**Collected data entries**
■ ■ ■ ■ ■

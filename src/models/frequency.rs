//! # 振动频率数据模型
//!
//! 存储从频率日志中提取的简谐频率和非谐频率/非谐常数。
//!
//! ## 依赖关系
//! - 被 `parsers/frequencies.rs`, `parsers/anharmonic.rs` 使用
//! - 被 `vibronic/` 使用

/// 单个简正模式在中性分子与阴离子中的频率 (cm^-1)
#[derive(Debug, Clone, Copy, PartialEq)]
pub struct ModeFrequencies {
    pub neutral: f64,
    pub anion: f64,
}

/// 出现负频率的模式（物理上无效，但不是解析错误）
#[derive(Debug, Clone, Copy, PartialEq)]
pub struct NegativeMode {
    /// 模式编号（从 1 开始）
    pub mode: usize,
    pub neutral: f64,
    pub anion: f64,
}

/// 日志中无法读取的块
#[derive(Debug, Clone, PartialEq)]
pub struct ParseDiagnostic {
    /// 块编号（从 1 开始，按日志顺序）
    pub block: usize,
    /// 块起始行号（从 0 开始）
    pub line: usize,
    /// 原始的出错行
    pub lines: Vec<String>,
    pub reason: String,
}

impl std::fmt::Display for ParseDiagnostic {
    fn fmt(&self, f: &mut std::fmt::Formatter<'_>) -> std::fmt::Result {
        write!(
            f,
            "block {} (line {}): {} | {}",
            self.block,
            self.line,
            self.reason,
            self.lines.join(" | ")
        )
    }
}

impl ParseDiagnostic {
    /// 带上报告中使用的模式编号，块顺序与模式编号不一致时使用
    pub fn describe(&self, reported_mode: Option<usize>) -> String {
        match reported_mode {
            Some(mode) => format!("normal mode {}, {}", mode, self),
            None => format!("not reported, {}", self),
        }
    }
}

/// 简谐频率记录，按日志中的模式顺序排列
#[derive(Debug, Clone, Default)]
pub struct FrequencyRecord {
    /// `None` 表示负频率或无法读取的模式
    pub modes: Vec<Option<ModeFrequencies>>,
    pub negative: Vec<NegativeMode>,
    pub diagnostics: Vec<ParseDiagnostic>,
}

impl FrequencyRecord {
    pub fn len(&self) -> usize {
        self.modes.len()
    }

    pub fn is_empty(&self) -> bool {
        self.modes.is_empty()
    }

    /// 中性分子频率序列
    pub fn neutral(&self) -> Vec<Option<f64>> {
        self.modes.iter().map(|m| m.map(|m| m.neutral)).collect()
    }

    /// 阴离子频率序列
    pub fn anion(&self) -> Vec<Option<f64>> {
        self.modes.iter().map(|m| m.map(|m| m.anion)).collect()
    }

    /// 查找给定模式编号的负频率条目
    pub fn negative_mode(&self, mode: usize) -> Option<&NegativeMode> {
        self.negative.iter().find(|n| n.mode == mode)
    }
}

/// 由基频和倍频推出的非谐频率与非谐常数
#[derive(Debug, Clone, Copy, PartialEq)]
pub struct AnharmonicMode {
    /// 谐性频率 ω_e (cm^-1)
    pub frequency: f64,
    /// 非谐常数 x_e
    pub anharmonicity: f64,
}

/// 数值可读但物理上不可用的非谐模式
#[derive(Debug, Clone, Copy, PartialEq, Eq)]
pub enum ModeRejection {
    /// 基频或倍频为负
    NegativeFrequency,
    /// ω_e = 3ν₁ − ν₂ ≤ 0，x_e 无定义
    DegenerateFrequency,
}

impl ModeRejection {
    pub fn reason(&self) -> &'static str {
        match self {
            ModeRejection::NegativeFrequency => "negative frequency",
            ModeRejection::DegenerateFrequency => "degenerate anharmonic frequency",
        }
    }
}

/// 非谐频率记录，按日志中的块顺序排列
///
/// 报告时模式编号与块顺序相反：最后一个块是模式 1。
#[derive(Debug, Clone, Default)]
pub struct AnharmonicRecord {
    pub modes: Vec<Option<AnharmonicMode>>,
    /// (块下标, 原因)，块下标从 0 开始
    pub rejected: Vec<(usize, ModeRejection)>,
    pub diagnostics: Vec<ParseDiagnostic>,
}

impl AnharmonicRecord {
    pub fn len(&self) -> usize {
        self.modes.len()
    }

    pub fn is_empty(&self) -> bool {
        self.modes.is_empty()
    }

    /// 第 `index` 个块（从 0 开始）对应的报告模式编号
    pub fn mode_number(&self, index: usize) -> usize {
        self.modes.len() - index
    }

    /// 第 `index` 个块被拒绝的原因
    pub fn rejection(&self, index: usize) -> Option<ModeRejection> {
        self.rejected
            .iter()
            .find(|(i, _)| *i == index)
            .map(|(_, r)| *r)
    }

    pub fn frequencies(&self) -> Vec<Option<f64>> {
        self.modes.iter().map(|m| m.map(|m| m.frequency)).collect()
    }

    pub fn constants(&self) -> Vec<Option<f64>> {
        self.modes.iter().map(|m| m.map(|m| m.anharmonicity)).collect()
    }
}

■ ■ ■ ■ ■

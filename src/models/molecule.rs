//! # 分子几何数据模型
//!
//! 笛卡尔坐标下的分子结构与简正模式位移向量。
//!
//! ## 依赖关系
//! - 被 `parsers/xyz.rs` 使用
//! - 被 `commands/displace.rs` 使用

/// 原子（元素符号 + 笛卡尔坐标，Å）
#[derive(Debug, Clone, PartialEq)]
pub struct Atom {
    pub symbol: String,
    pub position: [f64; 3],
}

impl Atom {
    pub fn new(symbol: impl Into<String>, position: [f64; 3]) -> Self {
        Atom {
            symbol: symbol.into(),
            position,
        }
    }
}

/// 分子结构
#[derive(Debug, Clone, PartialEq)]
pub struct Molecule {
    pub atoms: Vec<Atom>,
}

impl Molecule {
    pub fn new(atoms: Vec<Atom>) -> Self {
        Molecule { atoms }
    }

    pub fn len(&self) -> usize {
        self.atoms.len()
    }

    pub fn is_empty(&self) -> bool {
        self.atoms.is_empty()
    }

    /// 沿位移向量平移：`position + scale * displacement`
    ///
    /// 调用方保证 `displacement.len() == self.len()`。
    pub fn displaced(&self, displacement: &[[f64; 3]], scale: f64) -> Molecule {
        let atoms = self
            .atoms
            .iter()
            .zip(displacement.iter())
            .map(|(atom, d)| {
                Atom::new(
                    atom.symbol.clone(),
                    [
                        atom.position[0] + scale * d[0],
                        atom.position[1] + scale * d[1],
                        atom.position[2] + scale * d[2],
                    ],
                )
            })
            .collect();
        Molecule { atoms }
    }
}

■ ■ ■ ■ ■

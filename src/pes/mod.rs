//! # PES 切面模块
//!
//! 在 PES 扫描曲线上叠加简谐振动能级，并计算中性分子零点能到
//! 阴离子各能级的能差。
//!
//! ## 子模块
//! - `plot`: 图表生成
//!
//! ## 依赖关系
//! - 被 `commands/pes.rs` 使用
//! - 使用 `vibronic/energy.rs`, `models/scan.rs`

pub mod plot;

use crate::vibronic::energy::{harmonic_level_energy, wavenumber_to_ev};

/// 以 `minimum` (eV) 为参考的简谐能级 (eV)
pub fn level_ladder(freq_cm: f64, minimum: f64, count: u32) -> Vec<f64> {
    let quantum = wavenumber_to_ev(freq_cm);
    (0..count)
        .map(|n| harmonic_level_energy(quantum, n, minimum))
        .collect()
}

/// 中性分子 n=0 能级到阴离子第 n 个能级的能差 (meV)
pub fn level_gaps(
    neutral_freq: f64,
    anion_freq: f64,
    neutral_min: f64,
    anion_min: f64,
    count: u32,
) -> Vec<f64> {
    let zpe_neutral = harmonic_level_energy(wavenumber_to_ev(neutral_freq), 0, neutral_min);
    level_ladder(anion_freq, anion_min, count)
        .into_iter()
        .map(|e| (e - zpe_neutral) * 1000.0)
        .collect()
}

■ ■ ■ ■ ■

**Your goal**
Please show every line of the entries above that contains the word "find".

**Result of the task**
        self.negative.iter().find(|n| n.mode == mode)
            .find(|(i, _)| *i == index)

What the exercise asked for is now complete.